Glaxo to stop paying doctors to promote drugs

Drugs giant GlaxoSmith-Kline will stop paying for doctors to attend medical conferences and scrap some sales targets as it seeks to mend its reputation in the wake of a damaging scandal over multimillion-pound bribery claims in China.

CEO Andrew Witty said the changes were about putting the needs of patients first and “meeting the wider expectations of society”, though he did not link them to the allegations.

The firm employs more than 1,600 people in five locations in Ireland including manufacturing sites in Curabinny, Co Cork, Dungarvan, Co Waterford, and Co Sligo.

Glaxo said it would stop the practice of paying for healthcare professionals to speak on its behalf about products or diseases to audiences who can prescribe or influence prescribing, as well as no longer footing the bill for individuals to attend conferences.

Instead, it will pay for independent grants to “support fair, balanced and objective medical education” for healthcare professionals, with the changes expected to begin to take effect in January.

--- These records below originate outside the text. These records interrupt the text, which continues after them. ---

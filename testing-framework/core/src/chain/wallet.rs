use std::fmt;

use serde::{Deserialize, Serialize};

/// A key held in a network's keyring together with its encoded address.
#[derive(Clone, Debug, Eq, PartialEq, Serialize, Deserialize)]
pub struct Wallet {
    pub key_name: String,
    pub address: String,
    #[serde(default, skip_serializing_if = "Option::is_none")]
    pub mnemonic: Option<String>,
}

impl Wallet {
    #[must_use]
    pub fn new(key_name: impl Into<String>, address: impl Into<String>) -> Self {
        Self {
            key_name: key_name.into(),
            address: address.into(),
            mnemonic: None,
        }
    }

    #[must_use]
    pub fn with_mnemonic(mut self, mnemonic: impl Into<String>) -> Self {
        self.mnemonic = Some(mnemonic.into());
        self
    }
}

impl fmt::Display for Wallet {
    fn fmt(&self, f: &mut fmt::Formatter<'_>) -> fmt::Result {
        write!(f, "{} ({})", self.key_name, self.address)
    }
}

#[derive(Clone, Debug, Eq, PartialEq, Serialize, Deserialize)]
pub struct WalletAmount {
    pub address: String,
    pub denom: String,
    pub amount: u128,
}

impl WalletAmount {
    #[must_use]
    pub fn new(address: impl Into<String>, denom: impl Into<String>, amount: u128) -> Self {
        Self {
            address: address.into(),
            denom: denom.into(),
            amount,
        }
    }

    /// Coin literal as accepted by Cosmos SDK CLIs, e.g. `1000uatom`.
    #[must_use]
    pub fn coin(&self) -> String {
        format!("{}{}", self.amount, self.denom)
    }
}

impl fmt::Display for WalletAmount {
    fn fmt(&self, f: &mut fmt::Formatter<'_>) -> fmt::Result {
        write!(f, "{} to {}", self.coin(), self.address)
    }
}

It will also continue to pay fees to doctors for Glaxo-sponsored clinical research, advisory activities, and research.

Meanwhile, it will abandon individual targets for its sales staff who “work directly with prescribing healthcare professionals” and instead use reward criteria such as quality of service. and technical knowledge.

Glaxo is under pressure to repair its reputation after executives were accused of involvement in a scheme to funnel as much as £324m (€383m) through travel agencies and consultancies to bribe doctors and health officials in China.

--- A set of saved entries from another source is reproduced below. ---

use std::fmt;

use base64::{Engine as _, engine::general_purpose::STANDARD};
use serde::{Deserialize, Serialize};

/// Base64 of the single byte `0x01` written by ICS-20 on success.
pub const ACK_SUCCESS_B64: &str = "AQ==";

#[derive(Clone, Debug, Default, Eq, PartialEq, Serialize, Deserialize)]
pub struct Packet {
    pub sequence: u64,
    pub source_port: String,
    pub source_channel: String,
    pub destination_port: String,
    pub destination_channel: String,
    #[serde(default)]
    pub data: Vec<u8>,
    /// Revision height on the destination; zero when unbounded.
    #[serde(default)]
    pub timeout_height: u64,
    /// Unix nanos on the destination; zero when unbounded.
    #[serde(default)]
    pub timeout_timestamp: u64,
}

impl Packet {
    pub fn validate(&self) -> Result<(), String> {
        if self.sequence == 0 {
            return Err("packet sequence is zero".to_owned());
        }
        for (field, value) in [
            ("source_port", &self.source_port),
            ("source_channel", &self.source_channel),
            ("destination_port", &self.destination_port),
            ("destination_channel", &self.destination_channel),
        ] {
            if value.is_empty() {
                return Err(format!("packet {field} is empty"));
            }
        }
        if self.timeout_height == 0 && self.timeout_timestamp == 0 {
            return Err("packet has neither a timeout height nor a timeout timestamp".to_owned());
        }
        if self.data.is_empty() {
            return Err("packet data is empty".to_owned());
        }
        Ok(())
    }

    /// Whether a destination at `height`/`time_nanos` must refuse the packet.
    #[must_use]
    pub const fn timed_out(&self, height: u64, time_nanos: u64) -> bool {
        (self.timeout_height != 0 && height >= self.timeout_height)
            || (self.timeout_timestamp != 0 && time_nanos >= self.timeout_timestamp)
    }

    #[must_use]
    pub fn reference(&self) -> PacketRef {
        PacketRef {
            sequence: self.sequence,
            source_port: self.source_port.clone(),
            source_channel: self.source_channel.clone(),
            destination_port: self.destination_port.clone(),
            destination_channel: self.destination_channel.clone(),
            path: None,
        }
    }
}

impl fmt::Display for Packet {
    fn fmt(&self, f: &mut fmt::Formatter<'_>) -> fmt::Result {
        write!(
            f,
            "seq:{}, path:{}/{}->{}/{}, toh:{}, tos:{}",
            self.sequence,
            self.source_channel,
            self.source_port,
            self.destination_channel,
            self.destination_port,
            self.timeout_height,
            self.timeout_timestamp
        )
    }
}

/// Identifies one outbound packet for the acknowledgement waiter.
#[derive(Clone, Debug, Eq, Hash, PartialEq, Serialize, Deserialize)]
pub struct PacketRef {
    pub sequence: u64,
    pub source_port: String,
    pub source_channel: String,
    pub destination_port: String,
    pub destination_channel: String,
    #[serde(default, skip_serializing_if = "Option::is_none")]
    pub path: Option<String>,
}

impl PacketRef {
    #[must_use]
    pub fn with_path(mut self, path: impl Into<String>) -> Self {
        self.path = Some(path.into());
        self
    }

    #[must_use]
    pub fn matches(&self, packet: &Packet) -> bool {
        self.sequence == packet.sequence
            && self.source_port == packet.source_port
            && self.source_channel == packet.source_channel
    }

    #[must_use]
    pub fn path_name(&self) -> &str {
        self.path.as_deref().unwrap_or("<unnamed>")
    }
}

impl fmt::Display for PacketRef {
    fn fmt(&self, f: &mut fmt::Formatter<'_>) -> fmt::Result {
        write!(
            f,
            "{}/{}#{}",
            self.source_port, self.source_channel, self.sequence
        )
    }
}

#[derive(Clone, Debug, Eq, PartialEq)]
pub enum Acknowledgement {
    Success(Vec<u8>),
    Error(String),
}

#[derive(Serialize, Deserialize)]
#[serde(rename_all = "lowercase")]
enum AckEnvelope {
    Result(String),
    Error(String),
}

impl Acknowledgement {
    #[must_use]
    pub fn success() -> Self {
        Self::Success(vec![1])
    }

    #[must_use]
    pub fn error(reason: impl Into<String>) -> Self {
        Self::Error(reason.into())
    }

    #[must_use]
    pub const fn is_success(&self) -> bool {
        matches!(self, Self::Success(_))
    }

    /// Decodes the JSON acknowledgement envelope written by the destination
    /// (`{"result":"AQ=="}` or `{"error":"..."}`).
    pub fn from_json_bytes(bytes: &[u8]) -> Result<Self, String> {
        let envelope: AckEnvelope =
            serde_json::from_slice(bytes).map_err(|e| format!("malformed acknowledgement: {e}"))?;
        match envelope {
            AckEnvelope::Result(encoded) => STANDARD
                .decode(encoded)
                .map(Self::Success)
                .map_err(|e| format!("acknowledgement result is not base64: {e}")),
            AckEnvelope::Error(reason) => Ok(Self::Error(reason)),
        }
    }

    #[must_use]
    pub fn to_json_bytes(&self) -> Vec<u8> {
        let envelope = match self {
            Self::Success(bytes) => AckEnvelope::Result(STANDARD.encode(bytes)),
            Self::Error(reason) => AckEnvelope::Error(reason.clone()),
        };
        serde_json::to_vec(&envelope).unwrap_or_default()
    }
}

impl fmt::Display for Acknowledgement {
    fn fmt(&self, f: &mut fmt::Formatter<'_>) -> fmt::Result {
        match self {
            Self::Success(bytes) => f.write_str(&STANDARD.encode(bytes)),
            Self::Error(reason) => f.write_str(reason),
        }
    }
}

/// Packet lifecycle event observed on the source chain at some height.
#[derive(Clone, Debug, PartialEq, Eq)]
pub enum PacketEvent {
    Acknowledged {
        packet: Packet,
        ack: Acknowledgement,
    },
    TimedOut {
        packet: Packet,
    },
}

impl PacketEvent {
    #[must_use]
    pub const fn packet(&self) -> &Packet {
        match self {
            Self::Acknowledged { packet, .. } | Self::TimedOut { packet } => packet,
        }
    }
}

/// ICS-20 packet payload.
#[derive(Clone, Debug, Default, Eq, PartialEq, Serialize, Deserialize)]
pub struct FungibleTokenPacketData {
    pub denom: String,
    pub amount: String,
    pub sender: String,
    pub receiver: String,
    #[serde(default, skip_serializing_if = "String::is_empty")]
    pub memo: String,
}

impl FungibleTokenPacketData {
    pub fn from_bytes(data: &[u8]) -> Result<Self, String> {
        serde_json::from_slice(data).map_err(|e| format!("malformed transfer packet data: {e}"))
    }

    #[must_use]
    pub fn to_bytes(&self) -> Vec<u8> {
        serde_json::to_vec(self).unwrap_or_default()
    }

    pub fn amount(&self) -> Result<u128, String> {
        self.amount
            .parse()
            .map_err(|e| format!("invalid transfer amount {:?}: {e}", self.amount))
    }
}

#[derive(Clone, Debug, Eq, PartialEq)]
pub enum PacketState {
    Sent,
    Flushed,
    Acknowledged(Acknowledgement),
    TimedOut,
}

impl PacketState {
    #[must_use]
    pub const fn is_terminal(&self) -> bool {
        matches!(self, Self::Acknowledged(_) | Self::TimedOut)
    }

    const fn label(&self) -> &'static str {
        match self {
            Self::Sent => "sent",
            Self::Flushed => "flushed",
            Self::Acknowledged(ack) if ack.is_success() => "acknowledged(success)",
            Self::Acknowledged(_) => "acknowledged(error)",
            Self::TimedOut => "timed out",
        }
    }
}

#[derive(Debug, thiserror::Error)]
#[error("packet {packet} cannot move from {from} to {to}")]
pub struct TransitionError {
    pub packet: PacketRef,
    pub from: &'static str,
    pub to: &'static str,
}

/// Tracks one packet from its accepted send to its single resolution.
#[derive(Clone, Debug)]
pub struct PacketTracker {
    packet: PacketRef,
    state: PacketState,
}

impl PacketTracker {
    #[must_use]
    pub const fn sent(packet: PacketRef) -> Self {
        Self {
            packet,
            state: PacketState::Sent,
        }
    }

    #[must_use]
    pub const fn packet(&self) -> &PacketRef {
        &self.packet
    }

    #[must_use]
    pub const fn state(&self) -> &PacketState {
        &self.state
    }

    /// Flushing again before resolution is allowed.
    pub fn flushed(&mut self) -> Result<(), TransitionError> {
        self.transition(PacketState::Flushed)
    }

    pub fn acknowledged(&mut self, ack: Acknowledgement) -> Result<(), TransitionError> {
        self.transition(PacketState::Acknowledged(ack))
    }

    pub fn timed_out(&mut self) -> Result<(), TransitionError> {
        self.transition(PacketState::TimedOut)
    }

    fn transition(&mut self, next: PacketState) -> Result<(), TransitionError> {
        if self.state.is_terminal() {
            return Err(TransitionError {
                packet: self.packet.clone(),
                from: self.state.label(),
                to: next.label(),
            });
        }
        self.state = next;
        Ok(())
    }
}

Glaxo has expressed regret over the “shameful” alleged practices, which emerged in the summer, and were said to have been carried out to boost sales and raise the price of medicines.

Last year it was fined a total of £1.9bn to settle the largest healthcare fraud in US history as it admitted to mis-promoting two medicines — including trying to persuade doctors to prescribe an anti-depressant drug to children that was not intended for under-18s.

Mr Witty said the new measures were designed to provide “greater clarity and confidence that whenever we talk to a doctor, nurse or other prescriber, it is patients’ interests that always come first”.